Setting a personal speed record in the rain: 45mph

“I signed up to race (Ironman) with World Vision this past January (2017) because I wanted a challenge. There are many places to volunteer time or effort, or donate money, and I chose World Vision because it was a new kind of challenge. I had raised money before for missions trips. I had raced before in very short races. But I wanted to do something to really stretch myself… to test myself and help spread my wings a bit after a difficult couple years.

“It seems like I’ve been afraid for most my life. I’ve been afraid of pain, afraid of loss, afraid of the unknown. I’m sure everyone can relate, but fear left completely unchecked can lead to disaster, which it did in my life.

“My dad passed away, unexpectedly, just before my thirtieth birthday in 2010. I was already pondering what 30 meant to me, and how I was doing in my life, and what life really meant. But adding the ponderings of mortality to that, and the desire to make sense of a tenuous relationship with a dead parent, I entered my thirties with more questions than answers. As years past, I talked at length with therapists in the most appropriate metaphor I could find; I was drowning. I was in rough seas, waiting for someone to throw a life jacket. I was slipping below the waves. I was under the water, holding the last gasp of air I could. I was four years old again, and I had fallen into the deep end of my neighbors pool. My sisters were there, but they hadn’t noticed me- hadn’t registered my cry for help in that split second before I sank below the surface of the water. I couldn’t swim, my arms and legs flailing seemed to make me sink faster. I remember seeing the legs of the other kids, playing and laughing in the pool. They hadn’t seen me, I was drowning, I was dying, I was completely alone. I was alone, looking up at the shimmering surface of the water, that beautiful barrier between life and death. One of my sisters appeared before I lost consciousness and dragged me to the pool deck. I coughed up, what seemed to be gallons of water, and cried. And 30 years later, I was drowning again, but no one would help me.

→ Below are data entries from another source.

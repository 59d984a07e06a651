//! Query-log decorator for any [`RecordStore`].

use std::sync::Arc;
use std::time::Instant;

use async_trait::async_trait;

use super::{CreateOutcome, ObjectDescribe, Query, RecordStore, StoreError, WriteOutcome};
use crate::audit::{QueryLog, QueryLogEntry};
use crate::types::Row;

pub struct LoggedStore {
    inner: Arc<dyn RecordStore>,
    log: Arc<QueryLog>,
}

impl LoggedStore {
    pub fn new(inner: Arc<dyn RecordStore>, log: Arc<QueryLog>) -> Self {
        Self { inner, log }
    }

    fn record<T>(
        &self,
        operation: &str,
        object: &str,
        detail: String,
        rows: usize,
        started: Instant,
        result: &Result<T, StoreError>,
    ) {
        let outcome = match result {
            Ok(_) => "ok".to_string(),
            Err(e) => format!("error: {}", e),
        };
        self.log.record(QueryLogEntry {
            timestamp: String::new(),
            store: self.inner.label().to_string(),
            operation: operation.to_string(),
            object: object.to_string(),
            detail,
            rows,
            elapsed_ms: started.elapsed().as_millis(),
            outcome,
        });
    }
}

fn failures<T>(outcomes: &[T], failed: impl Fn(&T) -> bool) -> String {
    let count = outcomes.iter().filter(|o| failed(o)).count();
    if count == 0 {
        String::new()
    } else {
        format!("{} row failure(s)", count)
    }
}

#[async_trait]
impl RecordStore for LoggedStore {
    fn label(&self) -> &str {
        self.inner.label()
    }

    fn endpoint(&self) -> &str {
        self.inner.endpoint()
    }

    async fn query(&self, query: &Query) -> Result<Vec<Row>, StoreError> {
        let started = Instant::now();
        let result = self.inner.query(query).await;
        let rows = result.as_ref().map(Vec::len).unwrap_or(0);
        self.record("query", &query.object, query.to_soql(), rows, started, &result);
        result
    }

    async fn describe(&self, object: &str) -> Result<ObjectDescribe, StoreError> {
        let started = Instant::now();
        let result = self.inner.describe(object).await;
        let rows = result.as_ref().map(|d| d.fields.len()).unwrap_or(0);
        self.record("describe", object, String::new(), rows, started, &result);
        result
    }

    async fn bulk_create(
        &self,
        object: &str,
        rows: &[Row],
    ) -> Result<Vec<CreateOutcome>, StoreError> {
        let started = Instant::now();
        let result = self.inner.bulk_create(object, rows).await;
        let detail = result
            .as_ref()
            .map(|o| failures(o, |c| c.result.is_err()))
            .unwrap_or_default();
        self.record("bulk_create", object, detail, rows.len(), started, &result);
        result
    }

    async fn bulk_update(&self, object: &str, rows: &[Row]) -> Result<Vec<WriteOutcome>, StoreError> {
        let started = Instant::now();
        let result = self.inner.bulk_update(object, rows).await;
        let detail = result
            .as_ref()
            .map(|o| failures(o, |w| w.result.is_err()))
            .unwrap_or_default();
        self.record("bulk_update", object, detail, rows.len(), started, &result);
        result
    }

    async fn bulk_delete(
        &self,
        object: &str,
        ids: &[String],
    ) -> Result<Vec<WriteOutcome>, StoreError> {
        let started = Instant::now();
        let result = self.inner.bulk_delete(object, ids).await;
        let detail = result
            .as_ref()
            .map(|o| failures(o, |w| w.result.is_err()))
            .unwrap_or_default();
        self.record("bulk_delete", object, detail, ids.len(), started, &result);
        result
    }
}
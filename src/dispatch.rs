//! Bulk batching.
//!
//! Rows for one kind are split into batches bounded by row count and encoded
//! size, then submitted as concurrent bulk jobs up to a worker limit. Results
//! come back with global row indices; applying them is left to the caller so
//! that a single task owns the identifier map.

use std::future::Future;
use std::ops::Range;
use std::sync::atomic::{AtomicBool, Ordering};
use std::sync::Arc;

use tokio::sync::Semaphore;
use tokio::task::JoinSet;

use crate::config::BulkSettings;
use crate::store::bulk::estimated_row_bytes;
use crate::store::{CreateOutcome, RecordStore, StoreError, WriteOutcome};
use crate::types::{RecordKind, Row};

/// A bulk job that failed as a whole.
#[derive(Debug)]
pub struct BatchFailure {
    pub kind: RecordKind,
    pub operation: &'static str,
    pub batch: usize,
    pub error: StoreError,
}

#[derive(Debug)]
pub struct Dispatched<T> {
    pub outcomes: Vec<T>,
    pub failure: Option<BatchFailure>,
}

/// Contiguous ranges of `sizes`, each within `max_rows` items and `max_bytes`.
/// A single oversized item still gets a batch of its own.
pub fn plan_batches(sizes: &[usize], max_rows: usize, max_bytes: usize) -> Vec<Range<usize>> {
    let max_rows = max_rows.max(1);
    let mut ranges = Vec::new();
    let mut start = 0;
    let mut bytes = 0;
    for (i, size) in sizes.iter().enumerate() {
        let count = i - start;
        if count > 0 && (count >= max_rows || bytes + size > max_bytes) {
            ranges.push(start..i);
            start = i;
            bytes = 0;
        }
        bytes += size;
    }
    if start < sizes.len() {
        ranges.push(start..sizes.len());
    }
    ranges
}

fn split<I>(items: Vec<I>, ranges: &[Range<usize>]) -> Vec<Vec<I>> {
    let mut items = items.into_iter();
    ranges
        .iter()
        .map(|r| items.by_ref().take(r.len()).collect())
        .collect()
}

#[derive(Clone)]
pub struct Dispatcher {
    store: Arc<dyn RecordStore>,
    max_rows: usize,
    max_bytes: usize,
    workers: usize,
}

impl Dispatcher {
    pub fn new(store: Arc<dyn RecordStore>, settings: &BulkSettings) -> Self {
        Self {
            store,
            max_rows: settings.batch_size,
            max_bytes: settings.max_batch_bytes,
            workers: settings.max_concurrent_jobs.max(1),
        }
    }

    pub fn store(&self) -> &Arc<dyn RecordStore> {
        &self.store
    }

    pub async fn create(&self, kind: RecordKind, rows: Vec<Row>) -> Dispatched<CreateOutcome> {
        let sizes: Vec<usize> = rows.iter().map(estimated_row_bytes).collect();
        let ranges = plan_batches(&sizes, self.max_rows, self.max_bytes);
        let starts: Vec<usize> = ranges.iter().map(|r| r.start).collect();
        let batches = split(rows, &ranges);

        let (done, failure) = self
            .run(kind, "create", batches, |store, object, rows: Vec<Row>| async move {
                store.bulk_create(object, &rows).await
            })
            .await;

        let outcomes = done
            .into_iter()
            .flat_map(|(batch, outcomes)| {
                let offset = starts[batch];
                outcomes.into_iter().map(move |o| CreateOutcome {
                    row_index: o.row_index + offset,
                    result: o.result,
                })
            })
            .collect();
        Dispatched { outcomes, failure }
    }

    pub async fn update(&self, kind: RecordKind, rows: Vec<Row>) -> Dispatched<WriteOutcome> {
        let sizes: Vec<usize> = rows.iter().map(estimated_row_bytes).collect();
        let ranges = plan_batches(&sizes, self.max_rows, self.max_bytes);
        let batches = split(rows, &ranges);

        let (done, failure) = self
            .run(kind, "update", batches, |store, object, rows: Vec<Row>| async move {
                store.bulk_update(object, &rows).await
            })
            .await;
        Dispatched {
            outcomes: done.into_iter().flat_map(|(_, o)| o).collect(),
            failure,
        }
    }

    pub async fn delete(&self, kind: RecordKind, ids: Vec<String>) -> Dispatched<WriteOutcome> {
        let sizes: Vec<usize> = ids.iter().map(|id| id.len() + 2).collect();
        let ranges = plan_batches(&sizes, self.max_rows, self.max_bytes);
        let batches = split(ids, &ranges);

        let (done, failure) = self
            .run(kind, "delete", batches, |store, object, ids: Vec<String>| async move {
                store.bulk_delete(object, &ids).await
            })
            .await;
        Dispatched {
            outcomes: done.into_iter().flat_map(|(_, o)| o).collect(),
            failure,
        }
    }

    /// Once a batch fails, batches not yet started are skipped; batches
    /// already in flight finish and their outcomes are kept.
    async fn run<I, T, F, Fut>(
        &self,
        kind: RecordKind,
        operation: &'static str,
        batches: Vec<Vec<I>>,
        call: F,
    ) -> (Vec<(usize, Vec<T>)>, Option<BatchFailure>)
    where
        I: Send + 'static,
        T: Send + 'static,
        F: Fn(Arc<dyn RecordStore>, &'static str, Vec<I>) -> Fut + Copy + Send + 'static,
        Fut: Future<Output = Result<Vec<T>, StoreError>> + Send + 'static,
    {
        let total = batches.len();
        let semaphore = Arc::new(Semaphore::new(self.workers));
        let cancelled = Arc::new(AtomicBool::new(false));
        let mut set = JoinSet::new();

        for (index, batch) in batches.into_iter().enumerate() {
            let store = self.store.clone();
            let semaphore = semaphore.clone();
            let cancelled = cancelled.clone();
            set.spawn(async move {
                let Ok(_permit) = semaphore.acquire_owned().await else {
                    return (index, None);
                };
                if cancelled.load(Ordering::SeqCst) {
                    return (index, None);
                }
                log::info!(
                    "{} {} batch {}/{} ({} rows)",
                    kind,
                    operation,
                    index + 1,
                    total,
                    batch.len()
                );
                let result = call(store, kind.api_name(), batch).await;
                if result.is_err() {
                    cancelled.store(true, Ordering::SeqCst);
                }
                (index, Some(result))
            });
        }

        let mut done = Vec::with_capacity(total);
        let mut failure: Option<BatchFailure> = None;
        while let Some(joined) = set.join_next().await {
            let (batch, error) = match joined {
                Ok((index, Some(Ok(outcomes)))) => {
                    done.push((index, outcomes));
                    continue;
                }
                Ok((_, None)) => continue,
                Ok((index, Some(Err(error)))) => (index, error),
                Err(join_error) => (
                    usize::MAX,
                    StoreError::Unexpected(format!("batch task failed: {join_error}")),
                ),
            };
            log::error!("{} {} batch {} failed: {}", kind, operation, batch.saturating_add(1), error);
            if failure.as_ref().map_or(true, |f| batch < f.batch) {
                failure = Some(BatchFailure {
                    kind,
                    operation,
                    batch,
                    error,
                });
            }
        }
        done.sort_by_key(|(index, _)| *index);
        (done, failure)
    }
}
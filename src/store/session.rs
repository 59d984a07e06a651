//! Org sessions from the Salesforce CLI.
//!
//! Authentication is owned by `sf`; we only read the access token and
//! instance URL it already holds for an alias.

use serde::Deserialize;
use tokio::process::Command;

use super::StoreError;

#[derive(Debug, Clone, PartialEq, Eq)]
pub struct OrgSession {
    pub alias: String,
    pub instance_url: String,
    pub access_token: String,
    pub api_version: String,
}

impl OrgSession {
    /// `https://host/services/data/vNN.N`
    pub fn data_url(&self) -> String {
        format!(
            "{}/services/data/v{}",
            self.instance_url.trim_end_matches('/'),
            self.api_version
        )
    }
}

#[derive(Debug, Deserialize)]
struct DisplayEnvelope {
    status: i32,
    #[serde(default)]
    message: Option<String>,
    #[serde(default)]
    result: Option<DisplayResult>,
}

#[derive(Debug, Deserialize)]
#[serde(rename_all = "camelCase")]
struct DisplayResult {
    access_token: Option<String>,
    instance_url: Option<String>,
}

/// Look up a live session with `sf org display --target-org <alias> --json`.
pub async fn session_from_cli(alias: &str, api_version: &str) -> Result<OrgSession, StoreError> {
    log::info!("Fetching session for org alias '{}'", alias);
    let output = Command::new("sf")
        .args(["org", "display", "--target-org", alias, "--json"])
        .output()
        .await
        .map_err(|e| StoreError::Session {
            alias: alias.to_string(),
            message: format!("could not run `sf` ({e}); is the Salesforce CLI installed?"),
        })?;

    let stdout = String::from_utf8_lossy(&output.stdout);
    parse_display_output(alias, api_version, &stdout)
}

pub(crate) fn parse_display_output(
    alias: &str,
    api_version: &str,
    stdout: &str,
) -> Result<OrgSession, StoreError> {
    let failure = |message: String| StoreError::Session {
        alias: alias.to_string(),
        message,
    };

    let envelope: DisplayEnvelope = serde_json::from_str(stdout.trim())
        .map_err(|e| failure(format!("unreadable CLI output: {e}")))?;
    if envelope.status != 0 {
        return Err(failure(
            envelope
                .message
                .unwrap_or_else(|| format!("CLI exited with status {}", envelope.status)),
        ));
    }
    let result = envelope
        .result
        .ok_or_else(|| failure("CLI output has no result".to_string()))?;

    match (result.instance_url, result.access_token) {
        (Some(instance_url), Some(access_token)) if !access_token.is_empty() => Ok(OrgSession {
            alias: alias.to_string(),
            instance_url,
            access_token,
            api_version: api_version.to_string(),
        }),
        _ => Err(failure(
            "no access token; run `sf org login web` for this alias".to_string(),
        )),
    }
}
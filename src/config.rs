//! Run configuration.
//!
//! Loaded from `~/Sandcastle.json` unless a path is given. Keys from older
//! config files (`source_prod_alias`, `Accounts`, ...) are accepted as aliases.

use std::collections::BTreeSet;
use std::fs;
use std::path::{Path, PathBuf};

use serde::{Deserialize, Serialize};
use thiserror::Error;

use crate::types::{is_record_id, RecordKind};

#[derive(Debug, Error)]
pub enum ConfigError {
    #[error("Config file not found at {0}")]
    NotFound(PathBuf),

    #[error("Failed to read config {path}: {source}")]
    Read {
        path: PathBuf,
        source: std::io::Error,
    },

    #[error("Failed to parse config: {0}")]
    Parse(#[from] serde_json::Error),

    #[error("Missing required setting `{0}`")]
    Missing(&'static str),

    #[error("Invalid value for `{key}`: {message}")]
    Invalid { key: String, message: String },

    #[error("Could not find home directory")]
    NoHome,
}

impl ConfigError {
    fn invalid(key: impl Into<String>, message: impl Into<String>) -> Self {
        ConfigError::Invalid {
            key: key.into(),
            message: message.into(),
        }
    }
}

// =============================================================================
// Limits
// =============================================================================

/// Per-parent record cap for one kind.
#[derive(Debug, Clone, Copy, PartialEq, Eq)]
pub enum KindLimit {
    Unlimited,
    Skip,
    AtMost(usize),
}

impl KindLimit {
    pub fn from_setting(key: &str, value: i64) -> Result<Self, ConfigError> {
        match value {
            -1 => Ok(KindLimit::Unlimited),
            0 => Ok(KindLimit::Skip),
            n if n > 0 => Ok(KindLimit::AtMost(n as usize)),
            n => Err(ConfigError::invalid(
                key,
                format!("{n} is not a limit (use -1 for unlimited, 0 to skip)"),
            )),
        }
    }

    pub fn is_skip(self) -> bool {
        self == KindLimit::Skip
    }

    /// Truncate an already deterministically ordered candidate list.
    pub fn apply<T>(self, mut items: Vec<T>) -> Vec<T> {
        match self {
            KindLimit::Unlimited => items,
            KindLimit::Skip => Vec::new(),
            KindLimit::AtMost(n) => {
                items.truncate(n);
                items
            }
        }
    }
}

// =============================================================================
// Config
// =============================================================================

#[derive(Debug, Clone, Copy, PartialEq, Eq, Default, Serialize, Deserialize)]
#[serde(rename_all = "lowercase")]
pub enum DeleteScope {
    /// Only records the previous run's ledger says it created.
    #[default]
    Ledger,
    /// Every record of each migrated kind in the target.
    All,
}

#[derive(Debug, Clone, Serialize, Deserialize)]
pub struct BulkSettings {
    #[serde(default = "default_batch_size")]
    pub batch_size: usize,
    #[serde(default = "default_max_batch_bytes")]
    pub max_batch_bytes: usize,
    #[serde(default = "default_max_concurrent_jobs")]
    pub max_concurrent_jobs: usize,
    #[serde(default = "default_poll_initial_ms")]
    pub poll_initial_ms: u64,
    #[serde(default = "default_poll_max_ms")]
    pub poll_max_ms: u64,
    #[serde(default = "default_job_timeout_secs")]
    pub job_timeout_secs: u64,
    /// Repeats of a REST call after a transient failure.
    #[serde(default = "default_max_retries")]
    pub max_retries: u32,
    #[serde(default = "default_retry_initial_ms")]
    pub retry_initial_ms: u64,
    #[serde(default = "default_retry_max_ms")]
    pub retry_max_ms: u64,
}

impl Default for BulkSettings {
    fn default() -> Self {
        Self {
            batch_size: default_batch_size(),
            max_batch_bytes: default_max_batch_bytes(),
            max_concurrent_jobs: default_max_concurrent_jobs(),
            poll_initial_ms: default_poll_initial_ms(),
            poll_max_ms: default_poll_max_ms(),
            job_timeout_secs: default_job_timeout_secs(),
            max_retries: default_max_retries(),
            retry_initial_ms: default_retry_initial_ms(),
            retry_max_ms: default_retry_max_ms(),
        }
    }
}

#[derive(Debug, Clone, Serialize, Deserialize)]
pub struct Config {
    #[serde(default, alias = "source_prod_alias")]
    pub source_alias: Option<String>,
    #[serde(default, alias = "target_sandbox_alias")]
    pub target_alias: Option<String>,
    #[serde(default, alias = "Accounts")]
    pub accounts: Vec<String>,
    #[serde(default = "default_true")]
    pub delete_existing_records: bool,
    #[serde(default)]
    pub delete_scope: DeleteScope,

    #[serde(default = "default_ten")]
    pub contact_limit: i64,
    #[serde(default = "default_ten")]
    pub opportunity_limit: i64,
    #[serde(default = "default_ten")]
    pub quote_limit: i64,
    #[serde(default = "default_case_limit")]
    pub case_limit: i64,
    #[serde(default = "default_ten")]
    pub order_limit: i64,
    #[serde(default = "default_ten")]
    pub locations_limit: i64,
    #[serde(default = "default_quote_line_item_limit")]
    pub quote_line_item_limit: i64,
    #[serde(default = "default_order_item_limit")]
    pub order_item_limit: i64,

    #[serde(default)]
    pub opportunity_bypass_record_type_id: Option<String>,
    #[serde(default = "default_true")]
    pub defer_optional_references: bool,
    /// `Object.Field` entries never copied.
    #[serde(default)]
    pub excluded_fields: BTreeSet<String>,

    #[serde(default = "default_api_version")]
    pub api_version: String,
    #[serde(default)]
    pub work_dir: Option<PathBuf>,
    #[serde(default = "default_log_retention_days")]
    pub log_retention_days: u64,
    #[serde(default)]
    pub bulk: BulkSettings,
}

impl Default for Config {
    fn default() -> Self {
        Self {
            source_alias: None,
            target_alias: None,
            accounts: Vec::new(),
            delete_existing_records: true,
            delete_scope: DeleteScope::default(),
            contact_limit: default_ten(),
            opportunity_limit: default_ten(),
            quote_limit: default_ten(),
            case_limit: default_case_limit(),
            order_limit: default_ten(),
            locations_limit: default_ten(),
            quote_line_item_limit: default_quote_line_item_limit(),
            order_item_limit: default_order_item_limit(),
            opportunity_bypass_record_type_id: None,
            defer_optional_references: true,
            excluded_fields: BTreeSet::new(),
            api_version: default_api_version(),
            work_dir: None,
            log_retention_days: default_log_retention_days(),
            bulk: BulkSettings::default(),
        }
    }
}

fn default_true() -> bool {
    true
}
fn default_ten() -> i64 {
    10
}
fn default_case_limit() -> i64 {
    5
}
fn default_quote_line_item_limit() -> i64 {
    100
}
fn default_order_item_limit() -> i64 {
    20
}
fn default_api_version() -> String {
    "60.0".to_string()
}
fn default_log_retention_days() -> u64 {
    30
}
fn default_batch_size() -> usize {
    10_000
}
fn default_max_batch_bytes() -> usize {
    100 * 1024 * 1024
}
fn default_max_concurrent_jobs() -> usize {
    4
}
fn default_poll_initial_ms() -> u64 {
    1_000
}
fn default_poll_max_ms() -> u64 {
    15_000
}
fn default_job_timeout_secs() -> u64 {
    600
}
fn default_max_retries() -> u32 {
    3
}
fn default_retry_initial_ms() -> u64 {
    500
}
fn default_retry_max_ms() -> u64 {
    30_000
}

/// Overrides supplied on the command line; applied before validation.
#[derive(Debug, Clone, Default)]
pub struct Overrides {
    pub source_alias: Option<String>,
    pub target_alias: Option<String>,
    pub no_delete: bool,
    pub work_dir: Option<PathBuf>,
}

/// `~/Sandcastle.json`
pub fn default_config_path() -> Result<PathBuf, ConfigError> {
    let home = dirs::home_dir().ok_or(ConfigError::NoHome)?;
    Ok(home.join("Sandcastle.json"))
}

pub fn load_config(path: &Path) -> Result<Config, ConfigError> {
    if !path.exists() {
        return Err(ConfigError::NotFound(path.to_path_buf()));
    }
    let content = fs::read_to_string(path).map_err(|source| ConfigError::Read {
        path: path.to_path_buf(),
        source,
    })?;
    Ok(serde_json::from_str(&content)?)
}

impl Config {
    pub fn apply_overrides(&mut self, overrides: Overrides) {
        if let Some(alias) = overrides.source_alias {
            self.source_alias = Some(alias);
        }
        if let Some(alias) = overrides.target_alias {
            self.target_alias = Some(alias);
        }
        if overrides.no_delete {
            self.delete_existing_records = false;
        }
        if let Some(dir) = overrides.work_dir {
            self.work_dir = Some(dir);
        }
    }

    /// Checks everything that can be checked without a store.
    pub fn validate(&self) -> Result<(), ConfigError> {
        self.source_alias()?;
        self.target_alias()?;

        if self.accounts.is_empty() {
            return Err(ConfigError::Missing("accounts"));
        }
        let mut seen = BTreeSet::new();
        for id in &self.accounts {
            if !is_record_id(id) {
                return Err(ConfigError::invalid(
                    "accounts",
                    format!("`{id}` is not a 15 or 18 character record id"),
                ));
            }
            if !seen.insert(id.as_str()) {
                return Err(ConfigError::invalid(
                    "accounts",
                    format!("`{id}` is listed twice"),
                ));
            }
        }

        for kind in RecordKind::CREATION_ORDER {
            self.limit_for(kind)?;
        }
        self.locations_limit()?;

        if let Some(id) = &self.opportunity_bypass_record_type_id {
            if !is_record_id(id) {
                return Err(ConfigError::invalid(
                    "opportunity_bypass_record_type_id",
                    format!("`{id}` is not a record id"),
                ));
            }
        }
        for entry in &self.excluded_fields {
            if entry.split_once('.').map_or(true, |(o, f)| o.is_empty() || f.is_empty()) {
                return Err(ConfigError::invalid(
                    "excluded_fields",
                    format!("`{entry}` is not Object.Field"),
                ));
            }
        }

        let bulk = &self.bulk;
        for (key, value) in [
            ("bulk.batch_size", bulk.batch_size as u64),
            ("bulk.max_batch_bytes", bulk.max_batch_bytes as u64),
            ("bulk.max_concurrent_jobs", bulk.max_concurrent_jobs as u64),
            ("bulk.poll_initial_ms", bulk.poll_initial_ms),
            ("bulk.job_timeout_secs", bulk.job_timeout_secs),
            ("bulk.retry_initial_ms", bulk.retry_initial_ms),
        ] {
            if value == 0 {
                return Err(ConfigError::invalid(key, "must be greater than zero"));
            }
        }
        if bulk.poll_max_ms < bulk.poll_initial_ms {
            return Err(ConfigError::invalid(
                "bulk.poll_max_ms",
                "must not be below bulk.poll_initial_ms",
            ));
        }
        if bulk.retry_max_ms < bulk.retry_initial_ms {
            return Err(ConfigError::invalid(
                "bulk.retry_max_ms",
                "must not be below bulk.retry_initial_ms",
            ));
        }
        Ok(())
    }

    pub fn source_alias(&self) -> Result<&str, ConfigError> {
        non_empty(self.source_alias.as_deref()).ok_or(ConfigError::Missing("source_alias"))
    }

    pub fn target_alias(&self) -> Result<&str, ConfigError> {
        non_empty(self.target_alias.as_deref()).ok_or(ConfigError::Missing("target_alias"))
    }

    /// Limit applied per parent record for one kind. Accounts are limited
    /// through `locations_limit` instead, since roots are always copied.
    pub fn limit_for(&self, kind: RecordKind) -> Result<KindLimit, ConfigError> {
        let (key, value) = match kind {
            RecordKind::Account => return Ok(KindLimit::Unlimited),
            RecordKind::Contact => ("contact_limit", self.contact_limit),
            RecordKind::Opportunity => ("opportunity_limit", self.opportunity_limit),
            RecordKind::Quote => ("quote_limit", self.quote_limit),
            RecordKind::QuoteLine => ("quote_line_item_limit", self.quote_line_item_limit),
            RecordKind::Order => ("order_limit", self.order_limit),
            RecordKind::OrderItem => ("order_item_limit", self.order_item_limit),
            RecordKind::Case => ("case_limit", self.case_limit),
        };
        KindLimit::from_setting(key, value)
    }

    /// Related (non-root) accounts kept per root.
    pub fn locations_limit(&self) -> Result<KindLimit, ConfigError> {
        KindLimit::from_setting("locations_limit", self.locations_limit)
    }

    pub fn is_excluded(&self, kind: RecordKind, field: &str) -> bool {
        self.excluded_fields
            .contains(&format!("{}.{}", kind.api_name(), field))
    }

    pub fn work_dir(&self) -> PathBuf {
        self.work_dir.clone().unwrap_or_else(|| PathBuf::from("."))
    }
}

fn non_empty(value: Option<&str>) -> Option<&str> {
    value.map(str::trim).filter(|v| !v.is_empty())
}
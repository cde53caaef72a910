use thiserror::Error;

#[derive(Debug, Clone, PartialEq, Error)]
pub enum AnalyzerError {
    #[error("Invalid number for {field}: {input:?}")]
    InvalidNumber { field: String, input: String },
    #[error("Invalid SI suffix for {field}: {suffix}")]
    InvalidSuffix { field: String, suffix: String },
    #[error("Unknown analysis type: {0}")]
    UnknownAnalysis(String),
    #[error("{analysis} expects {expected} input(s), got {got}")]
    InputCount { analysis: &'static str, expected: usize, got: usize },
}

“Several years of seeking answers, and taking shortcuts, found me checked into detox, then rehab, for a myriad of physical and psychological issues. My wife of 11 years had had enough; she left and filed for divorce. My business, work, and networks had been run into the rocks. I was left with nothing I recognized.

“But between the doctors who cared for me, my church family who stood around me, and a newly realized faith in Jesus- I had, in essence, been pulled from the water to choke up everything I had swallowed. And so I began the process of coming back to life.

“Along the way of coming back to life, I was also coming back to faith. Along that path, God revealed himself in different ways at different times. At one point last year, I traveled to visit a particular kind of specialist to learn the technique of meditative prayer. During one of those meditative sessions, I had a vision of water. Big, dark, and empty. I was in the water… deep, 100 or so feet down, and as I looked around I could see nothing. No sea floor, no coral, so sea life. Nothing like I had seen in my many times scuba diving; I was in a vast emptiness. I could see shafts of lights filtered through the waves far up at the surface. I was reminded of sinking in that swimming pool, alone. I was reminded of years and years of depression and drug addiction and loneliness… that familiar metaphor of drowning. And I asked God why I was here, what He was showing me or telling me. And He said “I AM the water.” He was surrounding me, holding me in His omnipotent love. The water I had been afraid of and fought my entire life had been His presence.

“Part of my process is pushing myself, testing myself, understanding who I am and what I’m capable of. I’m afraid of physical pain, and running hurts me. I’ve injured my knees and ankles more times than I want to remember. But, it is nothing compared to opiate withdrawals… and God carried me through that. I run, and I pray that God would protect my legs from injury, and help me do my best to his glory. I’m afraid of water… I have been since my sister pulled me from that swimming pool at four years old. But I spend much of my time swimming, for 30 to 90 minutes face down in the water just imagining myself being held in God’s infinite love. Training is hard, harder than I ever thought it would be, but it’s nothing compared to death and divorce and recovery. Step by step, in faith and prayer, I’ve worked through the most difficult things in my life. I’m sure tomorrow’s race will be more of the same… joy, sorrow, pain, ecstasy, prayer, meditation, and stubbornness. God, in his goodness has given me reminders of Himself throughout this journey- that I’m not only racing to bring water to communities in Africa, but each gulp of life-giving water on my bike is His life in me, that as I swim I’m being held in His perfect love, and each dump of cool water over my head while I run is like a baptism through which I am reborn.